Ветер над Шерловой горой рассказ

Ветер над Шерловой горой.

Курсантский батальон был построен в привычное каре перед главным корпусом училища. Самое важное построение, можно сказать, - вот она судьба. Конец долгого пути мучений-учений. Экзамены сданы. Объявляли распределение по военным округАм. Пока ещё курсанты делали вид, что их мало беспокоит то, что произойдёт вот, прямо сейчас. Кто-то, может, и не до конца осознавал происходившее. Эйфория – штука тонкая, на хмель похожа. Но вряд ли таких было много. День летний. Солнечно. Эх, жить бы да жить…
И вот, ключевой момент. Прозвучали команды. Началось.

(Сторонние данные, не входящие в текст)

//! Endpoint wrappers: authorize against the operation's scheme, then forward.
//!
//! Each wrapper owns the service implementation and the authorizer. On an
//! authorization failure the service is never called; otherwise its result
//! is returned unchanged.

use crate::{
    auth::{Authorizer, JwtScheme},
    errors::ServiceResult,
    models::{
        artifact::{
            ArtifactListRT, ArtifactStatusRT, UploadChunkPayload, UploadPayload, UploadStatus,
        },
        aspect::{AspectIDRT, AspectListPayload, AspectListRT, AspectRT, CreatePayload},
        common::ListPayload,
        metadata::{
            AddMetaRT, AddPayload, ListMetaRT, MetadataListPayload, MetadataRecordRT,
            UpdateRecordPayload,
        },
        package::{
            ListResult, PackageListPayload, PullPayload, PullRange, PushOutcome, PushPayload,
            PushStatusT,
        },
        service::{ServiceDescriptionT, ServiceListRT, ServiceStatusRT},
    },
    services::{
        ArtifactService, AspectService, ByteStream, MetadataService, PackageService,
        ServiceRegistry,
    },
};
use std::sync::Arc;

pub const ARTIFACT_READ: JwtScheme = JwtScheme::new(&["artifact:read"]);
pub const ARTIFACT_WRITE: JwtScheme = JwtScheme::new(&["artifact:write"]);
pub const ASPECT_READ: JwtScheme = JwtScheme::new(&["aspect:read"]);
pub const ASPECT_WRITE: JwtScheme = JwtScheme::new(&["aspect:write"]);
pub const METADATA_READ: JwtScheme = JwtScheme::new(&["metadata:read"]);
pub const METADATA_WRITE: JwtScheme = JwtScheme::new(&["metadata:write"]);
pub const PACKAGE_READ: JwtScheme = JwtScheme::new(&["package:read"]);
pub const PACKAGE_WRITE: JwtScheme = JwtScheme::new(&["package:write"]);
pub const SERVICE_READ: JwtScheme = JwtScheme::new(&["service:read"]);
pub const SERVICE_WRITE: JwtScheme = JwtScheme::new(&["service:write"]);

#[derive(Clone)]
pub struct ArtifactEndpoints {
    svc: Arc<dyn ArtifactService>,
    auth: Arc<dyn Authorizer>,
}

impl ArtifactEndpoints {
    pub fn new(svc: Arc<dyn ArtifactService>, auth: Arc<dyn Authorizer>) -> Self {
        Self { svc, auth }
    }

    pub async fn list(&self, token: Option<&str>, p: ListPayload) -> ServiceResult<ArtifactListRT> {
        let who = self.auth.authorize(token, &ARTIFACT_READ)?;
        self.svc.list(&who, p).await
    }

    pub async fn read(&self, token: Option<&str>, id: &str) -> ServiceResult<ArtifactStatusRT> {
        let who = self.auth.authorize(token, &ARTIFACT_READ)?;
        self.svc.read(&who, id).await
    }

    pub async fn upload(
        &self,
        token: Option<&str>,
        p: UploadPayload,
        body: ByteStream,
    ) -> ServiceResult<(ArtifactStatusRT, UploadStatus)> {
        let who = self.auth.authorize(token, &ARTIFACT_WRITE)?;
        self.svc.upload(&who, p, body).await
    }

    pub async fn upload_status(
        &self,
        token: Option<&str>,
        id: &str,
    ) -> ServiceResult<UploadStatus> {
        let who = self.auth.authorize(token, &ARTIFACT_READ)?;
        self.svc.upload_status(&who, id).await
    }

    pub async fn upload_chunk(
        &self,
        token: Option<&str>,
        p: UploadChunkPayload,
        body: ByteStream,
    ) -> ServiceResult<UploadStatus> {
        let who = self.auth.authorize(token, &ARTIFACT_WRITE)?;
        self.svc.upload_chunk(&who, p, body).await
    }

    pub async fn download(
        &self,
        token: Option<&str>,
        id: &str,
    ) -> ServiceResult<(ArtifactStatusRT, ByteStream)> {
        let who = self.auth.authorize(token, &ARTIFACT_READ)?;
        self.svc.download(&who, id).await
    }
}

#[derive(Clone)]
pub struct AspectEndpoints {
    svc: Arc<dyn AspectService>,
    auth: Arc<dyn Authorizer>,
}

impl AspectEndpoints {
    pub fn new(svc: Arc<dyn AspectService>, auth: Arc<dyn Authorizer>) -> Self {
        Self { svc, auth }
    }

    pub async fn create(&self, token: Option<&str>, p: CreatePayload) -> ServiceResult<AspectIDRT> {
        let who = self.auth.authorize(token, &ASPECT_WRITE)?;
        self.svc.create(&who, p).await
    }

    pub async fn update(&self, token: Option<&str>, p: CreatePayload) -> ServiceResult<AspectIDRT> {
        let who = self.auth.authorize(token, &ASPECT_WRITE)?;
        self.svc.update(&who, p).await
    }

    pub async fn retract(&self, token: Option<&str>, id: &str) -> ServiceResult<()> {
        let who = self.auth.authorize(token, &ASPECT_WRITE)?;
        self.svc.retract(&who, id).await
    }

    pub async fn read(&self, token: Option<&str>, id: &str) -> ServiceResult<AspectRT> {
        let who = self.auth.authorize(token, &ASPECT_READ)?;
        self.svc.read(&who, id).await
    }

    pub async fn list(
        &self,
        token: Option<&str>,
        p: AspectListPayload,
    ) -> ServiceResult<AspectListRT> {
        let who = self.auth.authorize(token, &ASPECT_READ)?;
        self.svc.list(&who, p).await
    }
}

#[derive(Clone)]
pub struct MetadataEndpoints {
    svc: Arc<dyn MetadataService>,
    auth: Arc<dyn Authorizer>,
}

impl MetadataEndpoints {
    pub fn new(svc: Arc<dyn MetadataService>, auth: Arc<dyn Authorizer>) -> Self {
        Self { svc, auth }
    }

    pub async fn add(&self, token: Option<&str>, p: AddPayload) -> ServiceResult<AddMetaRT> {
        let who = self.auth.authorize(token, &METADATA_WRITE)?;
        self.svc.add(&who, p).await
    }

    pub async fn update_one(&self, token: Option<&str>, p: AddPayload) -> ServiceResult<AddMetaRT> {
        let who = self.auth.authorize(token, &METADATA_WRITE)?;
        self.svc.update_one(&who, p).await
    }

    pub async fn update_record(
        &self,
        token: Option<&str>,
        p: UpdateRecordPayload,
    ) -> ServiceResult<AddMetaRT> {
        let who = self.auth.authorize(token, &METADATA_WRITE)?;
        self.svc.update_record(&who, p).await
    }

    pub async fn revoke(&self, token: Option<&str>, id: &str) -> ServiceResult<()> {
        let who = self.auth.authorize(token, &METADATA_WRITE)?;
        self.svc.revoke(&who, id).await
    }

    pub async fn read(&self, token: Option<&str>, id: &str) -> ServiceResult<MetadataRecordRT> {
        let who = self.auth.authorize(token, &METADATA_READ)?;
        self.svc.read(&who, id).await
    }

    pub async fn list(
        &self,
        token: Option<&str>,
        p: MetadataListPayload,
    ) -> ServiceResult<ListMetaRT> {
        let who = self.auth.authorize(token, &METADATA_READ)?;
        self.svc.list(&who, p).await
    }
}

#[derive(Clone)]
pub struct PackageEndpoints {
    svc: Arc<dyn PackageService>,
    auth: Arc<dyn Authorizer>,
}

impl PackageEndpoints {
    pub fn new(svc: Arc<dyn PackageService>, auth: Arc<dyn Authorizer>) -> Self {
        Self { svc, auth }
    }

    pub async fn list(
        &self,
        token: Option<&str>,
        p: PackageListPayload,
    ) -> ServiceResult<ListResult> {
        let who = self.auth.authorize(token, &PACKAGE_READ)?;
        self.svc.list(&who, p).await
    }

    pub async fn pull(
        &self,
        token: Option<&str>,
        p: PullPayload,
    ) -> ServiceResult<(PullRange, ByteStream)> {
        let who = self.auth.authorize(token, &PACKAGE_READ)?;
        self.svc.pull(&who, p).await
    }

    pub async fn push(
        &self,
        token: Option<&str>,
        p: PushPayload,
        body: ByteStream,
    ) -> ServiceResult<PushOutcome> {
        let who = self.auth.authorize(token, &PACKAGE_WRITE)?;
        self.svc.push(&who, p, body).await
    }

    pub async fn status(
        &self,
        token: Option<&str>,
        tag: &str,
        digest: &str,
    ) -> ServiceResult<PushStatusT> {
        let who = self.auth.authorize(token, &PACKAGE_READ)?;
        self.svc.status(&who, tag, digest).await
    }

    pub async fn remove(&self, token: Option<&str>, tag: &str) -> ServiceResult<()> {
        let who = self.auth.authorize(token, &PACKAGE_WRITE)?;
        self.svc.remove(&who, tag).await
    }
}

#[derive(Clone)]
pub struct ServiceEndpoints {
    svc: Arc<dyn ServiceRegistry>,
    auth: Arc<dyn Authorizer>,
}

impl ServiceEndpoints {
    pub fn new(svc: Arc<dyn ServiceRegistry>, auth: Arc<dyn Authorizer>) -> Self {
        Self { svc, auth }
    }

    pub async fn list(&self, token: Option<&str>, p: ListPayload) -> ServiceResult<ServiceListRT> {
        let who = self.auth.authorize(token, &SERVICE_READ)?;
        self.svc.list(&who, p).await
    }

    pub async fn create_service(
        &self,
        token: Option<&str>,
        desc: ServiceDescriptionT,
    ) -> ServiceResult<ServiceStatusRT> {
        let who = self.auth.authorize(token, &SERVICE_WRITE)?;
        self.svc.create_service(&who, desc).await
    }

    pub async fn read(&self, token: Option<&str>, id: &str) -> ServiceResult<ServiceStatusRT> {
        let who = self.auth.authorize(token, &SERVICE_READ)?;
        self.svc.read(&who, id).await
    }

    pub async fn update(
        &self,
        token: Option<&str>,
        id: &str,
        force_create: bool,
        desc: ServiceDescriptionT,
    ) -> ServiceResult<ServiceStatusRT> {
        let who = self.auth.authorize(token, &SERVICE_WRITE)?;
        self.svc.update(&who, id, force_create, desc).await
    }

    pub async fn delete(&self, token: Option<&str>, id: &str) -> ServiceResult<()> {
        let who = self.auth.authorize(token, &SERVICE_WRITE)?;
        self.svc.delete(&who, id).await
    }
}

Первыми объявляют тех, кто попал в желанные округа, в Венгрию, Германию, Чехословакию, Польшу… на Украину, в Белоруссию, в Прибалтику… И Дальний восток кому хорош. Иным на Север Европы СССР путь. А тем – в Сибирский округ. Вот и почти всем выданы билеты судьбы. Строй что улей. Зажужжал. Командиры с трудом удерживают некое подобие дисциплины. Но обстановка не та. Кому – счастье, кому – ошеломление, а кто и знал уже, что впереди. Чай, училище непростое. Много генеральских отпрысков в курсантской среде. «Кремлёвка»…

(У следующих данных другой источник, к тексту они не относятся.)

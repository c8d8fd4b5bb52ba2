//! Artifacts: uploaded data blobs with TUS-style resumable uploads.

use super::common::LinkT;
use chrono::{DateTime, Utc};
use serde::{Deserialize, Serialize};
use sqlx::FromRow;

pub const STATUS_PENDING: &str = "pending";
pub const STATUS_PARTIAL: &str = "partial";
pub const STATUS_READY: &str = "ready";
pub const STATUS_ERROR: &str = "error";

/// Only TUS protocol version understood by the upload endpoints.
pub const TUS_VERSION: &str = "1.0.0";

/// Content type required on TUS `PATCH` requests.
pub const TUS_CHUNK_CONTENT_TYPE: &str = "application/offset+octet-stream";

/// Row stored in the `artifacts` table.
#[derive(Debug, Clone, FromRow)]
pub struct ArtifactRecord {
    pub id: String,
    pub name: Option<String>,
    pub status: String,
    pub mime_type: Option<String>,
    pub content_encoding: Option<String>,
    /// Declared length (`Upload-Length`) or final size.
    pub size: Option<i64>,
    /// Bytes received so far.
    pub upload_offset: i64,
    pub etag: Option<String>,
    pub collection: Option<String>,
    pub policy: Option<String>,
    pub account: Option<String>,
    pub created_at: DateTime<Utc>,
    pub last_modified_at: DateTime<Utc>,
}

#[derive(Debug, Clone, PartialEq, Serialize, Deserialize)]
pub struct ArtifactListItem {
    pub id: String,
    #[serde(default, skip_serializing_if = "Option::is_none")]
    pub name: Option<String>,
    pub status: String,
    #[serde(default, skip_serializing_if = "Option::is_none")]
    pub size: Option<i64>,
    #[serde(default, skip_serializing_if = "Option::is_none")]
    pub mime_type: Option<String>,
    pub href: String,
}

#[derive(Debug, Clone, PartialEq, Serialize, Deserialize)]
pub struct ArtifactListRT {
    pub artifacts: Vec<ArtifactListItem>,
    pub at_time: String,
    pub links: Vec<LinkT>,
}

/// Full artifact status; `views::artifact` projects it onto the `tiny` view.
#[derive(Debug, Clone, PartialEq, Serialize, Deserialize)]
pub struct ArtifactStatusRT {
    pub id: String,
    pub name: Option<String>,
    pub status: String,
    pub mime_type: Option<String>,
    pub size: Option<i64>,
    pub etag: Option<String>,
    pub collection: Option<String>,
    pub policy: Option<String>,
    pub account: Option<String>,
    pub created_at: Option<String>,
    pub last_modified_at: Option<String>,
    pub data_href: Option<String>,
    #[serde(default)]
    pub links: Vec<LinkT>,
}

/// Headers of `POST /1/artifacts`.
#[derive(Debug, Clone, Default, PartialEq)]
pub struct UploadPayload {
    pub content_type: Option<String>,
    pub content_encoding: Option<String>,
    pub name: Option<String>,
    pub collection: Option<String>,
    pub policy: Option<String>,
    pub upload_length: Option<i64>,
    pub tus_resumable: Option<String>,
}

/// Headers of `PATCH /1/artifacts/{id}/blob`.
#[derive(Debug, Clone, PartialEq)]
pub struct UploadChunkPayload {
    pub id: String,
    pub upload_offset: i64,
    pub tus_resumable: Option<String>,
    pub content_type: Option<String>,
}

/// Answer to `HEAD /1/artifacts/{id}/blob`.
#[derive(Debug, Clone, Copy, PartialEq, Eq)]
pub struct UploadStatus {
    pub upload_offset: i64,
    pub upload_length: Option<i64>,
}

И среди этого улея несколько холодеющих каев, словно под чарами Снежной королевы. Мир медленно начинает раскачиваться под ногами. Каждая трещина асфальтного покрытия места построения словно и чернее, и шире. Пульс всё слышнее в ушах. И будто нет никого рядом. Будто тени это. Всё чужое вокруг. Отчего бы это? Надо очнуться. Вот и звуки вновь всё отчётливее, всё громче.

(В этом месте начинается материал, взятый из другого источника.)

//! Views of [`ServiceStatusRT`].

use super::{View, ViewError, require};
use crate::models::{
    common::LinkT,
    service::{ParameterDefT, ReferenceT, ServiceStatusRT, WorkflowT},
};
use serde::{Deserialize, Serialize};

#[derive(Debug, Clone, Default, PartialEq, Serialize, Deserialize)]
pub struct ServiceStatusRTView {
    #[serde(default, skip_serializing_if = "Option::is_none")]
    pub id: Option<String>,
    #[serde(default, skip_serializing_if = "Option::is_none")]
    pub name: Option<String>,
    #[serde(default, skip_serializing_if = "Option::is_none")]
    pub description: Option<String>,
    #[serde(default, skip_serializing_if = "Option::is_none")]
    pub banner: Option<String>,
    #[serde(default, skip_serializing_if = "Option::is_none")]
    pub status: Option<String>,
    #[serde(default, skip_serializing_if = "Option::is_none")]
    pub tags: Option<Vec<String>>,
    #[serde(default, skip_serializing_if = "Option::is_none")]
    pub parameters: Option<Vec<ParameterDefT>>,
    #[serde(default, skip_serializing_if = "Option::is_none")]
    pub references: Option<Vec<ReferenceT>>,
    #[serde(default, skip_serializing_if = "Option::is_none")]
    pub workflow: Option<WorkflowT>,
    #[serde(default, skip_serializing_if = "Option::is_none")]
    pub policy: Option<String>,
    #[serde(default, skip_serializing_if = "Option::is_none")]
    pub account: Option<String>,
    #[serde(default, skip_serializing_if = "Option::is_none")]
    pub published_at: Option<String>,
    #[serde(default, skip_serializing_if = "Option::is_none")]
    pub links: Option<Vec<LinkT>>,
}

pub fn project(res: &ServiceStatusRT, view: View) -> ServiceStatusRTView {
    let tiny = ServiceStatusRTView {
        id: Some(res.id.clone()),
        name: res.name.clone(),
        status: Some(res.status.clone()),
        ..Default::default()
    };
    match view {
        View::Tiny => tiny,
        View::Default => ServiceStatusRTView {
            description: res.description.clone(),
            banner: res.banner.clone(),
            tags: Some(res.tags.clone()),
            parameters: Some(res.parameters.clone()),
            references: Some(res.references.clone()),
            workflow: res.workflow.clone(),
            policy: res.policy.clone(),
            account: res.account.clone(),
            published_at: res.published_at.clone(),
            links: Some(res.links.clone()),
            ..tiny
        },
    }
}

impl ServiceStatusRTView {
    pub fn validate(&self, view: View) -> Result<(), ViewError> {
        require(&self.id, view, "id")?;
        require(&self.status, view, "status")?;
        if view == View::Default {
            require(&self.parameters, view, "parameters")?;
            require(&self.links, view, "links")?;
        }
        Ok(())
    }

    pub fn into_result(self) -> ServiceStatusRT {
        ServiceStatusRT {
            id: self.id.unwrap_or_default(),
            name: self.name,
            description: self.description,
            banner: self.banner,
            status: self.status.unwrap_or_default(),
            tags: self.tags.unwrap_or_default(),
            parameters: self.parameters.unwrap_or_default(),
            references: self.references.unwrap_or_default(),
            workflow: self.workflow,
            policy: self.policy,
            account: self.account,
            published_at: self.published_at,
            links: self.links.unwrap_or_default(),
        }
    }
}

Последними объявляют (слово «крайними» точно не подходит), именно последними, тех, кто должен убыть в Забайкальский край, в Забайкальский военный округ, в ЗабВО, как хлёстко подмечено, в – «забудь вернуться обратно». И многие там, в этой пропасти сгинули. И многим предстояло. Забайкальцы-пехотинцы, выпускники-командиры, попавшие в эти пустыни, они не имели и шанса оказаться где бы то ещё в будущем на своём карьерном пути, кроме Забайкалья. Техника там в командовании ими специфическая. Такой нет нигде в войсках больше. Автомобильная лишь, да где примитивная, устаревшая гусеничная. И той почти нет. Сплошные системы укреплённых районов. Нет, никому в будущем такой командир не нужен. Он же совсем непривычен к боевой машине пехоты, танку, бронетранспортёру, да многое он не освоил, со многим как командир не сросся в единое целое. Не было такому места на земле, кроме зазеркалья забайкальского. И многих это ломало. Спивались. Покидали армию, если было куда. А и известна такая аббревиатура - "бич" (бывший интеллигентный человек). Бич - это не бомж, как кто параллель провести случится пожелает, это - волк в человечьем обличье. И взгляд волка выдавал, глянь ему в зелёные его глаза. Банальный бомж там первой же осени не протянул. А бичей боялись местные. Легенды об иных ходили, словно о джеке потрошителе, о дато туташхие, кому так ближе... И чаще бичи - бывшие военные, опустившиеся, сорвавшиеся офицеры армии, да уголовники ещё. В случае бича это уже не важно...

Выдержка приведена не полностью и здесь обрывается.